Quel est le film horreur le mieux noté ?

Les films horreur les mieux notés sont répertoriés dans la section des niveaux de notation de cette page. Les films avec 8,5 et plus représentent un travail exceptionnel dans la catégorie horreur et fonctionnent aussi bien que n'importe quel film dans n'importe quel genre.

Quels sont les meilleurs films horreur en streaming en ce moment ?

Vérifiez JustWatch ou la fonction de recherche de votre plateforme pour connaître la disponibilité actuelle. Les films de cette liste représentent les meilleurs travaux de la catégorie horreur, quelle que soit la distribution actuelle sur la plateforme.

Quels sont les meilleurs films horreur des années 1990 ?

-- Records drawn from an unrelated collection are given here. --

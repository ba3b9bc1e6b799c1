use chrono::Utc;
use diesel::pg::Pg;
use diesel::prelude::*;
use uuid::Uuid;

use crate::db::models::board::{Board, BoardChangeset, NewBoard};
use crate::schema::boards;

pub struct BoardRepo;

type BoxedBoardQuery<'a> = boards::BoxedQuery<'a, Pg>;

fn visible_to(user_id: Uuid, title_filter: Option<&str>) -> BoxedBoardQuery<'static> {
    use crate::schema::boards::dsl::*;
    let mut query = boards
        .filter(is_destroyed.eq(false))
        .filter(
            owner_ids
                .contains(vec![user_id])
                .or(member_ids.contains(vec![user_id])),
        )
        .into_boxed();

    if let Some(q) = title_filter.map(str::trim).filter(|q| !q.is_empty()) {
        let escaped = q.replace('\\', "\\\\").replace('%', "\\%").replace('_', "\\_");
        query = query.filter(title.ilike(format!("%{}%", escaped)));
    }
    query
}

impl BoardRepo {
    pub fn insert(
        conn: &mut PgConnection,
        new_board: &NewBoard,
    ) -> Result<Board, diesel::result::Error> {
        diesel::insert_into(boards::table)
            .values(new_board)
            .returning(Board::as_returning())
            .get_result(conn)
    }

    pub fn find_live_by_id(
        conn: &mut PgConnection,
        board_id: Uuid,
    ) -> Result<Option<Board>, diesel::result::Error> {
        use crate::schema::boards::dsl::*;
        boards
            .filter(id.eq(board_id))
            .filter(is_destroyed.eq(false))
            .select(Board::as_select())
            .first(conn)
            .optional()
    }

    /// Row-locks the board until the surrounding transaction ends.
    pub fn lock_column_order(
        conn: &mut PgConnection,
        board_id: Uuid,
    ) -> Result<Option<Vec<Uuid>>, diesel::result::Error> {
        use crate::schema::boards::dsl::*;
        boards
            .filter(id.eq(board_id))
            .filter(is_destroyed.eq(false))
            .select(column_order_ids)
            .for_update()
            .first(conn)
            .optional()
    }

    pub fn find_by_ids(
        conn: &mut PgConnection,
        board_ids: &[Uuid],
    ) -> Result<Vec<Board>, diesel::result::Error> {
        use crate::schema::boards::dsl::*;
        if board_ids.is_empty() {
            return Ok(Vec::new());
        }
        boards
            .filter(id.eq_any(board_ids))
            .select(Board::as_select())
            .load(conn)
    }

    /// Returns one page of the boards the user owns or belongs to, and the total count.
    pub fn list_for_user(
        conn: &mut PgConnection,
        user_id: Uuid,
        page: i64,
        per_page: i64,
        title_filter: Option<&str>,
    ) -> Result<(Vec<Board>, i64), diesel::result::Error> {
        use crate::schema::boards::dsl::*;
        let total: i64 = visible_to(user_id, title_filter).count().get_result(conn)?;
        let rows = visible_to(user_id, title_filter)
            .order((title.asc(), created_at.asc()))
            .limit(per_page)
            .offset((page - 1) * per_page)
            .select(Board::as_select())
            .load(conn)?;
        Ok((rows, total))
    }

    pub fn update(
        conn: &mut PgConnection,
        board_id: Uuid,
        mut changes: BoardChangeset,
    ) -> Result<Board, diesel::result::Error> {
        use crate::schema::boards::dsl::*;
        changes.updated_at = Some(Utc::now());
        diesel::update(boards.filter(id.eq(board_id)))
            .set(&changes)
            .returning(Board::as_returning())
            .get_result(conn)
    }

    pub fn set_column_order(
        conn: &mut PgConnection,
        board_id: Uuid,
        order: Vec<Uuid>,
    ) -> Result<Board, diesel::result::Error> {
        use crate::schema::boards::dsl::*;
        diesel::update(boards.filter(id.eq(board_id)))
            .set((column_order_ids.eq(order), updated_at.eq(Utc::now())))
            .returning(Board::as_returning())
            .get_result(conn)
    }

    pub fn set_labels(
        conn: &mut PgConnection,
        board_id: Uuid,
        new_labels: serde_json::Value,
    ) -> Result<Board, diesel::result::Error> {
        use crate::schema::boards::dsl::*;
        diesel::update(boards.filter(id.eq(board_id)))
            .set((labels.eq(new_labels), updated_at.eq(Utc::now())))
            .returning(Board::as_returning())
            .get_result(conn)
    }

    pub fn set_members(
        conn: &mut PgConnection,
        board_id: Uuid,
        new_member_ids: Vec<Uuid>,
    ) -> Result<Board, diesel::result::Error> {
        use crate::schema::boards::dsl::*;
        diesel::update(boards.filter(id.eq(board_id)))
            .set((member_ids.eq(new_member_ids), updated_at.eq(Utc::now())))
            .returning(Board::as_returning())
            .get_result(conn)
    }

    pub fn soft_delete(
        conn: &mut PgConnection,
        board_id: Uuid,
    ) -> Result<usize, diesel::result::Error> {
        use crate::schema::boards::dsl::*;
        diesel::update(boards.filter(id.eq(board_id)))
            .set((is_destroyed.eq(true), updated_at.eq(Utc::now())))
            .execute(conn)
    }
}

Les années 1990 ont produit certaines des plus belles œuvres de horreur. Consultez les sections sur les décennies de cette page et regardez spécifiquement les films des années 1990 avec des balises de genre horreur.

Quels sont les meilleurs films horreur des années 2000 ?

Les années 2000 ont vu une évolution significative dans la manière de fabriquer horreur. Les films de cette décennie figurant sur cette liste représentent le genre à un moment créatif particulier de son histoire.

Qu'est-ce qui fait un bon film horreur ?

Les films sur cette page ont été sélectionnés parce qu'ils comprennent l'essentiel de ce que horreur essaie de faire et l'exécutent avec savoir-faire et intention. Le bon cinéma horreur fonctionne en construisant quelque chose de réel plutôt que des raccourcis ou des formules.

Y a-t-il des films horreur sous-estimés que je devrais connaître ?

La section Trésors cachés de cette page identifie les films horreur ayant obtenu un score compris entre 6,5 et 7,4. Ce sont des films qui méritent plus d’attention que leur visibilité actuelle n’en offre.

Quels films horreur tout le monde devrait-il voir au moins une fois ?

Commencez par n’importe quel film noté 8,0 ou plus à partir de cette page. Ceux-ci représentent l’opinion consensuelle la plus forte sur ce dont le cinéma horreur est capable de faire de son mieux.

Comment le cinéma horreur a-t-il évolué au fil du temps ?

Comparez les films de différentes décennies sur cette page et vous verrez comment le genre a évolué. Ce qui fonctionne aujourd’hui dans le cinéma horreur est différent de ce qui fonctionnait dans les années 1970, qui est différent de ce qui fonctionnait dans les années 1990.

Quels sont les meilleurs films horreur si je n'aime pas habituellement horreur ?

Commencez par des films notés 8,5 et plus dans la section horreur. Ce sont des films qui transcendent le genre et conviennent aux téléspectateurs quelles que soient leurs préférences habituelles.

Y a-t-il des films horreur en dehors des États-Unis que je devrais regarder ?

Oui. Les films horreur internationaux de cette liste représentent à quoi ressemble le meilleur cinéma horreur dans le monde. Le cinéma mondial aborde souvent le genre différemment de Hollywood.

Quels sont les meilleurs films horreur récents ?

Les films des 5 à 10 dernières années figurant sur cette liste montrent à quoi ressemble le genre actuellement. Celles-ci représentent les dernières réflexions sur la manière dont horreur devrait être créé.

Quelle est la différence entre un bon horreur et un bon horreur ?

Le génial horreur fait quelque chose avec intention. Il utilise le genre pour dire quelque chose ou pour créer quelque chose qui ne pourrait pas être créé par d’autres moyens. Le bon horreur frappe les rythmes du genre. Le grand horreur les transcende.

Dois-je regarder les films horreur dans un ordre particulier ?

Non. Vous pouvez commencer n'importe où sur cette liste en fonction des réalisateurs ou des périodes qui vous intéressent le plus. Les films ne dépendent pas les uns des autres. Regardez en premier celui qui vous plaît.

Pourquoi certains films horreur célèbres ne figurent-ils pas sur cette liste ?

Cette liste a été créée en utilisant les classements de la base de données de films et le nombre d'électeurs comme critères principaux. Si un film horreur très célèbre n'est pas inclus, il n'a probablement pas atteint le seuil minimum de vote pour être statistiquement fiable. Cela garantit que la liste reflète l’appréciation réelle du public plutôt que la mémoire culturelle.